Work request: In the data below, locate each line with the word "types" and list it.

Provided material:
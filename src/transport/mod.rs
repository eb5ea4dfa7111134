//! Transport layer for Tarantool communication.
//!
//! This module provides the transport protocol abstraction and the IPROTO
//! implementation used to reach a Tarantool server.
//!
//! # Architecture
//!
//! The transport layer is organized into:
//! - `protocol` - Transport protocol trait definition
//! - `messages` - IPROTO request and response types
//! - `iproto` - IPROTO transport over TCP or any async byte stream
//!
//! # Example
//!
//! ```no_run
//! use tntsql::transport::{
//!     ConnectionParams, Credentials, IprotoTransport, TransportProtocol,
//! };
//!
//! # async fn example() -> Result<(), Box<dyn std::error::Error>> {
//! let mut transport: IprotoTransport = IprotoTransport::new();
//!
//! // Connect
//! let params = ConnectionParams::new("localhost", 3301);
//! transport.connect(&params).await?;
//!
//! // Authenticate
//! let credentials = Credentials::new("admin", "secret");
//! let session = transport.authenticate(&credentials).await?;
//! println!("Connected to: {}", session.server_version);
//!
//! // Execute query
//! let response = transport.execute("SELECT 1", vec![], None).await?;
//! println!("{} rows", response.tuples.len());
//!
//! // Close connection
//! transport.close().await?;
//! # Ok(())
//! # }
//! ```

pub mod iproto;
pub mod messages;
pub mod protocol;

// Re-export commonly used types
pub use iproto::{Dial, IprotoTransport};
pub use messages::{
    ColumnMetadata, ExecuteResponse, IsolationLevel, SessionInfo, SqlInfo, StreamId,
};
pub use protocol::{ConnectionParams, Credentials, TransportProtocol};


#[cfg(test)]
mod tests {
    use super::*;

    #[test]
    fn test_module_exports() {
        // Verify that key types are exported and accessible
        let _params = ConnectionParams::new("localhost", 3301);
        let _creds = Credentials::new("user", "pass");
        let _transport: IprotoTransport = IprotoTransport::new();
        let _stream = StreamId(1);
    }
}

Completed task:
//! - `messages` - IPROTO request and response types
// Re-export commonly used types
        // Verify that key types are exported and accessible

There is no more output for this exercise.